6243 is super iconic of the 60s and Jackie Kennedy in particular. Because of that I really wanted to “go there” in terms of fabric. The hubs was all for it so I was pretty excited.

First I had to make that mockup fit. The shoulders were too big and the neckline gaped a bit. I’d already figured that fix. I had drag lines across the hip. I tried a ton of things to fix this: minimizing the waist darts, increasing the waist darts, making the darts longer, making them shorter, taking different seam allowances over the hip, shortening the waist to raise the skirt.
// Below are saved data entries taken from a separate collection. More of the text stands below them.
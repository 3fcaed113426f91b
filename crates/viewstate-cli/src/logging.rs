//! Logging infrastructure using `tracing` and `tracing-subscriber`.
//!
//! The codec crates only emit events; this module decides where they go.
//!
//! # Log Levels
//!
//! - `warn`: rejected tokens, ignored `jsonFilter` sections
//! - `debug`: filters decoded without a registered codec
//! - `trace`: every encoded token and decoded section

use std::fs::OpenOptions;
use std::io::{self, Write};
use std::path::PathBuf;
use std::sync::{Arc, Mutex};

use tracing::level_filters::LevelFilter;
use tracing_subscriber::{
    EnvFilter,
    fmt::{self, MakeWriter},
    layer::SubscriberExt,
    util::SubscriberInitExt,
};

/// Configuration for logging behavior.
#[derive(Debug, Clone)]
pub struct LogConfig {
    /// Maximum level for the viewstate crates.
    pub level_filter: LevelFilter,
    /// Let `RUST_LOG` override `level_filter` when it is set.
    pub use_env_filter: bool,
    /// Whether to include timestamps in log output.
    pub with_timestamps: bool,
    /// Whether to include target (module path) in log output.
    pub with_target: bool,
    /// Whether to use ANSI colors in output.
    pub with_ansi: bool,
    pub format: LogFormat,
    /// Optional log file path. When set, logs are appended to the file.
    pub log_file: Option<PathBuf>,
}

/// Log output format.
#[derive(Debug, Clone, Copy, Default, PartialEq, Eq)]
pub enum LogFormat {
    /// Human-readable pretty format with colors.
    #[default]
    Pretty,
    /// Compact single-line format.
    Compact,
    /// JSON format for machine parsing.
    Json,
}

impl Default for LogConfig {
    fn default() -> Self {
        Self {
            level_filter: LevelFilter::WARN,
            use_env_filter: true,
            with_timestamps: false,
            with_target: false,
            with_ansi: true,
            format: LogFormat::default(),
            log_file: None,
        }
    }
}

impl LogConfig {
    #[must_use]
    pub fn with_level_filter(mut self, level_filter: LevelFilter) -> Self {
        self.level_filter = level_filter;
        self
    }

    #[must_use]
    pub fn with_env_filter(mut self, enable: bool) -> Self {
        self.use_env_filter = enable;
        self
    }

    #[must_use]
    pub fn with_timestamps(mut self, enable: bool) -> Self {
        self.with_timestamps = enable;
        self
    }

    #[must_use]
    pub fn with_target(mut self, enable: bool) -> Self {
        self.with_target = enable;
        self
    }

    #[must_use]
    pub fn with_ansi(mut self, enable: bool) -> Self {
        self.with_ansi = enable;
        self
    }

    #[must_use]
    pub fn with_format(mut self, format: LogFormat) -> Self {
        self.format = format;
        self
    }

    /// Set the log file path (writes to stderr when None).
    #[must_use]
    pub fn with_log_file(mut self, path: Option<PathBuf>) -> Self {
        self.log_file = path;
        self
    }
}

/// Initialize the global tracing subscriber with the given configuration.
///
/// # Errors
///
/// Returns an error if the log file cannot be opened.
///
/// # Panics
///
/// Panics if called more than once.
pub fn init_logging(config: &LogConfig) -> io::Result<()> {
    if let Some(path) = &config.log_file {
        let file = OpenOptions::new().create(true).append(true).open(path)?;
        init_logging_with_writer(config, SharedFileWriter::new(file));
    } else {
        init_logging_with_writer(config, io::stderr);
    }
    Ok(())
}

/// Initialize logging with a custom writer.
pub fn init_logging_with_writer<W>(config: &LogConfig, writer: W)
where
    W: for<'writer> MakeWriter<'writer> + Send + Sync + 'static,
{
    let filter = build_env_filter(config);

    match config.format {
        LogFormat::Json => {
            let layer = fmt::layer()
                .json()
                .with_writer(writer)
                .with_target(config.with_target);

            tracing_subscriber::registry()
                .with(filter)
                .with(layer)
                .init();
        }
        LogFormat::Compact => {
            let layer = fmt::layer()
                .compact()
                .with_writer(writer)
                .with_ansi(config.with_ansi)
                .with_target(config.with_target);

            if config.with_timestamps {
                tracing_subscriber::registry()
                    .with(filter)
                    .with(layer)
                    .init();
            } else {
                tracing_subscriber::registry()
                    .with(filter)
                    .with(layer.without_time())
                    .init();
            }
        }
        LogFormat::Pretty => {
            let layer = fmt::layer()
                .with_writer(writer)
                .with_ansi(config.with_ansi)
                .with_target(config.with_target);

            if config.with_timestamps {
                tracing_subscriber::registry()
                    .with(filter)
                    .with(layer)
                    .init();
            } else {
                tracing_subscriber::registry()
                    .with(filter)
                    .with(layer.without_time())
                    .init();
            }
        }
    }
}

#[derive(Clone)]
struct SharedFileWriter {
    file: Arc<Mutex<std::fs::File>>,
}

impl SharedFileWriter {
    fn new(file: std::fs::File) -> Self {
        Self {
            file: Arc::new(Mutex::new(file)),
        }
    }
}

struct SharedFileGuard {
    file: Arc<Mutex<std::fs::File>>,
}

impl Write for SharedFileGuard {
    fn write(&mut self, buf: &[u8]) -> io::Result<usize> {
        let mut guard = self
            .file
            .lock()
            .map_err(|_| io::Error::other("log file lock poisoned"))?;
        guard.write(buf)
    }

    fn flush(&mut self) -> io::Result<()> {
        let mut guard = self
            .file
            .lock()
            .map_err(|_| io::Error::other("log file lock poisoned"))?;
        guard.flush()
    }
}

impl<'a> MakeWriter<'a> for SharedFileWriter {
    type Writer = SharedFileGuard;

    fn make_writer(&'a self) -> Self::Writer {
        SharedFileGuard {
            file: Arc::clone(&self.file),
        }
    }
}

/// Directive list for the configured level: our crates at `level`,
/// everything else at warn.
fn default_directives(level: LevelFilter) -> String {
    let level = level.to_string().to_lowercase();
    if level == "off" {
        return level;
    }
    format!("warn,viewstate_cli={level},viewstate_model={level},viewstate_query={level}")
}

fn build_env_filter(config: &LogConfig) -> EnvFilter {
    let fallback = || EnvFilter::new(default_directives(config.level_filter));
    if config.use_env_filter {
        EnvFilter::try_from_default_env().unwrap_or_else(|_| fallback())
    } else {
        fallback()
    }
}
//! The full state of one list view.

use std::collections::BTreeSet;

use serde::{Deserialize, Serialize};
use serde_json::Value;

use crate::error::{ModelError, Result};
use crate::field::FieldState;
use crate::filter::Filters;

/// Page size used when a view does not declare one.
pub const DEFAULT_LIMIT: u64 = 25;

fn default_limit() -> u64 {
    DEFAULT_LIMIT
}

/// Free-text search over one field.
#[derive(Debug, Clone, Default, PartialEq, Eq, Serialize, Deserialize)]
pub struct SearchState {
    pub field: String,
    pub query: String,
}

impl SearchState {
    pub fn new(field: impl Into<String>, query: impl Into<String>) -> Self {
        Self {
            field: field.into(),
            query: query.into(),
        }
    }

    #[must_use]
    pub fn is_empty(&self) -> bool {
        self.query.is_empty()
    }
}

/// Raw filter expression. Carried in the state but never put on the wire.
#[derive(Debug, Clone, Default, PartialEq, Serialize, Deserialize)]
pub struct JsonFilterState {
    #[serde(default)]
    pub filter: Value,
    #[serde(rename = "_disabled", default)]
    pub disabled: bool,
}

/// Everything a list screen needs to rebuild itself from a URL.
#[derive(Debug, Clone, PartialEq, Serialize, Deserialize)]
pub struct ViewState {
    #[serde(default, skip_serializing_if = "Option::is_none")]
    pub search: Option<SearchState>,
    #[serde(
        rename = "jsonFilter",
        default,
        skip_serializing_if = "Option::is_none"
    )]
    pub json_filter: Option<JsonFilterState>,
    #[serde(default, skip_serializing_if = "Option::is_none")]
    pub filters: Option<Filters>,
    /// Selected output fields in display order.
    #[serde(default)]
    pub fields: Vec<FieldState>,
    #[serde(default, skip_serializing_if = "Option::is_none")]
    pub offset: Option<u64>,
    #[serde(default = "default_limit")]
    pub limit: u64,
}

impl Default for ViewState {
    fn default() -> Self {
        Self {
            search: None,
            json_filter: None,
            filters: None,
            fields: Vec::new(),
            offset: None,
            limit: DEFAULT_LIMIT,
        }
    }
}

impl ViewState {
    #[must_use]
    pub fn new() -> Self {
        Self::default()
    }

    #[must_use]
    pub fn with_search(mut self, field: impl Into<String>, query: impl Into<String>) -> Self {
        self.search = Some(SearchState::new(field, query));
        self
    }

    #[must_use]
    pub fn with_filters(mut self, filters: Filters) -> Self {
        self.filters = Some(filters);
        self
    }

    #[must_use]
    pub fn with_fields(mut self, fields: Vec<FieldState>) -> Self {
        self.fields = fields;
        self
    }

    #[must_use]
    pub fn with_page(mut self, offset: u64, limit: u64) -> Self {
        self.offset = Some(offset);
        self.limit = limit;
        self
    }

    pub fn field(&self, id: &str) -> Option<&FieldState> {
        self.fields.iter().find(|field| field.id == id)
    }

    pub fn field_ids(&self) -> impl Iterator<Item = &str> {
        self.fields.iter().map(|field| field.id.as_str())
    }

    /// Ids of the filters currently enabled, in id order.
    #[must_use]
    pub fn enabled_filter_ids(&self) -> Vec<&str> {
        self.filters
            .as_ref()
            .map(|filters| filters.enabled().map(|(id, _)| id).collect())
            .unwrap_or_default()
    }

    /// Check the structural invariants: unique field ids and a non-zero limit.
    pub fn validate(&self) -> Result<()> {
        if self.limit == 0 {
            return Err(ModelError::InvalidLimit);
        }
        let mut seen = BTreeSet::new();
        for field in &self.fields {
            if !seen.insert(field.id.as_str()) {
                return Err(ModelError::DuplicateField {
                    id: field.id.clone(),
                });
            }
        }
        Ok(())
    }
}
I even considered figuring out how to do a swayback adjustment and making a second mockup but that was more work than I was willing to do.

One of the reasons I was having trouble with the fit on this dress is the slightly dropped waist. I feel like that is one of the things that is very emblematic of the mid and late 60s so I didn’t want to lose it. I decided to put all the seams and darts below the waist back to where they were supposed to be per the pattern. Then I did what I should have done all along. Starting under the bust dart I graded my side seam out to just a 1/4 inch allowance. That basically did the trick. I just needed to add 1/2 inch to my side seams. The fix was actually really easy. I’d just way over thought it. With that figured out I just needed some fabric.

I was hoping to find some sort of metallic brocade that I could mix with a solid. Nothing I was finding had the 60s feel I wanted however.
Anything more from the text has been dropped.